También debemos saber que cuando se nos comunica que nos desvinculan, no se nos está consultando, se nos está informando. Por lo tanto no suma tomar decisiones cargadas de emotividad, rogar, insultar o pedir explicaciones para rebatirlas. Debemos tener la calma suficiente para evitar cerrar una negociación que podría resultar desventajosa.

En ese tiempo ganado existirá la posibilidad de buscar asesoramiento o llegar a una mejor negociación, pero sin dejar de pensar en las finanzas personales y en cómo vivir hasta encontrar un nuevo ingreso.

La hora del futuro

Luego vendrá el tiempo de pensar en el futuro. Nuestro expertise seguramente abarca más funciones que las que habíamos estado desempeñando hasta el momento. Debemos pensar nuestra capacidad como un servicio y, por ende, considerar en qué otro tipo de empresas y para qué otro tipo de funciones también estamos preparados y postularnos. Es recomendable tener distintas versiones del CV que, sin mentir, enfaticen diferentes aspectos según el tipo de función a la que nos postulemos. E ir a las entrevistas siendo genuinamente auténticos porque la simulación se nota.

Es una fantasía atribuir al empleo en relación de dependencia mayor seguridad que al trabajo independiente si tenemos la capacidad de administrarlo y comercializarlo, además del know-how técnico. Podemos también analizar esta alternativa.

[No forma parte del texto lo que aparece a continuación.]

//! Journal Store
//!
//! Creates journal entries and posts them atomically: lock accounts, insert
//! the entry as PENDING with its lines, apply each line through the account
//! ledger, move the entry to POSTED, commit. Also reverses posted entries.

use chrono::{DateTime, NaiveDate, Utc};
use std::sync::Arc;

use crate::domain::{
    AccountId, Clock, Currency, Direction, EntryId, EntryStatus, JournalEntry, JournalEntryLine,
    LedgerError, LineId, Transfer,
};
use crate::store::{lock_order, LedgerStore, LedgerTransaction};

use super::account_ledger;
use super::commands::PostEntryCommand;
use super::{retry_on_conflict, EngineConfig};

/// Outcome of one atomic posting
#[derive(Debug)]
pub(crate) enum Posting {
    Committed {
        entry: JournalEntry,
        /// The linked transfer, now EXECUTED
        transfer: Option<Transfer>,
    },
    /// The linked transfer was finalized by someone else; nothing was written
    TransferNotPending,
}

/// What a posting attempt must do besides writing the entry
#[derive(Debug, Clone, Copy, Default)]
struct Links<'a> {
    /// Original entry to move POSTED -> REVERSED
    reverses: Option<EntryId>,
    /// Transfer to move PENDING -> EXECUTED
    transfer: Option<&'a Transfer>,
}

/// Check a command without touching the store.
///
/// Returns the single currency of the entry.
pub fn validate(command: &PostEntryCommand) -> Result<Currency, LedgerError> {
    if command.lines.len() < 2 {
        return Err(LedgerError::TooFewLines(command.lines.len()));
    }

    let first = command.lines[0].amount;
    let mut debits = 0i64;
    let mut credits = 0i64;

    for line in &command.lines {
        if !line.amount.is_positive() {
            return Err(LedgerError::InvalidAmount(format!(
                "line amount must be > 0 (got {})",
                line.amount.amount_minor()
            )));
        }
        first.ensure_same_currency(&line.amount)?;

        let total = match line.direction {
            Direction::Debit => &mut debits,
            Direction::Credit => &mut credits,
        };
        *total = total
            .checked_add(line.amount.amount_minor())
            .ok_or(LedgerError::Overflow)?;
    }

    if debits != credits {
        return Err(LedgerError::UnbalancedEntry { debits, credits });
    }

    Ok(first.currency())
}

/// Materialize a PENDING entry from a validated command
fn build_entry(command: &PostEntryCommand, today: NaiveDate, now: DateTime<Utc>) -> JournalEntry {
    let id = EntryId::new();
    let booking_date = command.booking_date.unwrap_or(today);

    let lines = command
        .lines
        .iter()
        .map(|line| JournalEntryLine {
            id: LineId::new(),
            entry_id: id,
            account_id: line.account_id,
            direction: line.direction,
            amount: line.amount,
            value_date: line.value_date,
            description: line.description.clone(),
            booking_date,
            created_at: now,
        })
        .collect();

    JournalEntry {
        id,
        entry_type: command.entry_type,
        status: EntryStatus::Pending,
        booking_date,
        value_date: command.value_date,
        external_reference: command.external_reference.clone(),
        description: command.description.clone(),
        reverses: None,
        created_at: now,
        lines,
    }
}

/// Mirror of `original`: same type, every direction flipped
fn build_reversal(original: &JournalEntry, today: NaiveDate, now: DateTime<Utc>) -> JournalEntry {
    let id = EntryId::new();

    let lines = original
        .lines
        .iter()
        .map(|line| JournalEntryLine {
            id: LineId::new(),
            entry_id: id,
            account_id: line.account_id,
            direction: line.direction.flip(),
            amount: line.amount,
            value_date: None,
            description: line.description.clone(),
            booking_date: today,
            created_at: now,
        })
        .collect();

    JournalEntry {
        id,
        entry_type: original.entry_type,
        status: EntryStatus::Pending,
        booking_date: today,
        value_date: None,
        external_reference: Some(format!("REV-{}", original.id)),
        description: Some(format!("Reversal of {}", original.id)),
        reverses: Some(original.id),
        created_at: now,
        lines,
    }
}

fn ensure_reversible(id: EntryId, status: Option<EntryStatus>) -> Result<(), LedgerError> {
    match status {
        None => Err(LedgerError::EntryNotFound(id)),
        Some(EntryStatus::Pending) => Err(LedgerError::EntryNotPosted(id)),
        Some(EntryStatus::Reversed) => Err(LedgerError::EntryAlreadyReversed(id)),
        Some(EntryStatus::Posted) => Ok(()),
    }
}

/// Journal store over a [`LedgerStore`]
pub struct JournalStore<S> {
    store: Arc<S>,
    clock: Arc<dyn Clock>,
    config: EngineConfig,
}

impl<S> Clone for JournalStore<S> {
    fn clone(&self) -> Self {
        Self {
            store: self.store.clone(),
            clock: self.clock.clone(),
            config: self.config.clone(),
        }
    }
}

impl<S: LedgerStore> JournalStore<S> {
    pub fn new(store: Arc<S>, clock: Arc<dyn Clock>, config: EngineConfig) -> Self {
        Self { store, clock, config }
    }

    /// Validate and post a balanced entry. On any error nothing is persisted.
    pub async fn post_entry(&self, command: &PostEntryCommand) -> Result<JournalEntry, LedgerError> {
        validate(command)?;
        let entry = build_entry(command, self.clock.today(), self.clock.now());

        let posting = retry_on_conflict(&self.config, "post_entry", || {
            self.try_post(&entry, Links::default())
        })
        .await?;

        match posting {
            Posting::Committed { entry, .. } => {
                tracing::info!(
                    entry_id = %entry.id,
                    entry_type = %entry.entry_type,
                    lines = entry.lines.len(),
                    "Journal entry posted"
                );
                Ok(entry)
            }
            Posting::TransferNotPending => Err(LedgerError::invariant(format!(
                "entry {} reported a transfer outcome without a transfer",
                entry.id
            ))),
        }
    }

    /// Post the entry of a PENDING transfer and mark the transfer EXECUTED in
    /// the same transaction.
    pub(crate) async fn post_for_transfer(
        &self,
        command: &PostEntryCommand,
        transfer: &Transfer,
    ) -> Result<Posting, LedgerError> {
        validate(command)?;
        let entry = build_entry(command, self.clock.today(), self.clock.now());

        let links = Links {
            reverses: None,
            transfer: Some(transfer),
        };
        retry_on_conflict(&self.config, "post_transfer", || self.try_post(&entry, links)).await
    }

    /// Post the mirror of a POSTED entry and mark the original REVERSED.
    ///
    /// Returns the reversing entry.
    pub async fn reverse_entry(&self, entry_id: EntryId) -> Result<JournalEntry, LedgerError> {
        let original = self
            .store
            .entry(entry_id)
            .await?
            .ok_or(LedgerError::EntryNotFound(entry_id))?;
        ensure_reversible(entry_id, Some(original.status))?;

        let reversal = build_reversal(&original, self.clock.today(), self.clock.now());
        let links = Links {
            reverses: Some(entry_id),
            transfer: None,
        };

        match retry_on_conflict(&self.config, "reverse_entry", || self.try_post(&reversal, links)).await? {
            Posting::Committed { entry, .. } => {
                tracing::info!(
                    entry_id = %entry.id,
                    reverses = %entry_id,
                    "Journal entry reversed"
                );
                Ok(entry)
            }
            Posting::TransferNotPending => Err(LedgerError::invariant(format!(
                "reversal of {entry_id} reported a transfer outcome"
            ))),
        }
    }

    pub async fn entry(&self, entry_id: EntryId) -> Result<JournalEntry, LedgerError> {
        self.store
            .entry(entry_id)
            .await?
            .ok_or(LedgerError::EntryNotFound(entry_id))
    }

    /// Lines of one account with a booking date in `[from, to]`, most recent first
    pub async fn list_lines(
        &self,
        account_id: AccountId,
        from: Option<NaiveDate>,
        to: Option<NaiveDate>,
    ) -> Result<Vec<JournalEntryLine>, LedgerError> {
        if self.store.account(account_id).await?.is_none() {
            return Err(LedgerError::AccountNotFound(account_id));
        }
        Ok(self.store.lines_for_account(account_id, from, to).await?)
    }

    /// One attempt. Dropping `tx` on any early return rolls everything back.
    async fn try_post(&self, entry: &JournalEntry, links: Links<'_>) -> Result<Posting, LedgerError> {
        let now = self.clock.now();
        let accounts = lock_order(entry.account_ids());
        let mut tx = self.store.begin(&accounts).await?;

        // Lines reference accounts by foreign key; reject unknown ids before any row is written.
        if let Some(missing) = accounts.iter().find(|id| tx.account(**id).is_none()) {
            return Err(LedgerError::AccountNotFound(*missing));
        }

        if let Some(original) = links.reverses {
            ensure_reversible(original, tx.entry_status_for_update(original).await?)?;
        }

        tx.insert_entry(entry).await?;

        for line in &entry.lines {
            account_ledger::apply_line(&mut tx, line.account_id, line.direction, &line.amount, now)
                .await?;
        }

        for id in &accounts {
            if let Some(account) = tx.account(*id) {
                if !account.satisfies_floor() {
                    return Err(LedgerError::invariant(format!(
                        "account {id} below its floor before commit of entry {}",
                        entry.id
                    )));
                }
            }
        }

        if !tx
            .transition_entry(entry.id, EntryStatus::Pending, EntryStatus::Posted)
            .await?
        {
            return Err(LedgerError::invariant(format!(
                "entry {} was not PENDING inside its own transaction",
                entry.id
            )));
        }

        if let Some(original) = links.reverses {
            if !tx
                .transition_entry(original, EntryStatus::Posted, EntryStatus::Reversed)
                .await?
            {
                return Err(LedgerError::EntryAlreadyReversed(original));
            }
        }

        let executed = match links.transfer {
            Some(transfer) => {
                let executed = transfer.executed(entry.id, now);
                if !tx.execute_transfer(&executed).await? {
                    tracing::debug!(transfer_id = %transfer.id, "Transfer no longer pending, rolling back");
                    return Ok(Posting::TransferNotPending);
                }
                Some(executed)
            }
            None => None,
        };

        tx.commit().await?;

        let mut posted = entry.clone();
        posted.status = EntryStatus::Posted;
        Ok(Posting::Committed {
            entry: posted,
            transfer: executed,
        })
    }
}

Si hemos mantenido nuestra red de contactos es importante que éstos sepan que estamos buscando nuevos rumbos. Si nuestros contactos tienen un buen concepto de nosotros, nos recomendarán cuando les sea requerido.

Prevenir, cultivar relaciones, analizar cuando las emociones se calmen y pensar en forma amplia son pilares de este trabajo que consiste en buscar trabajo.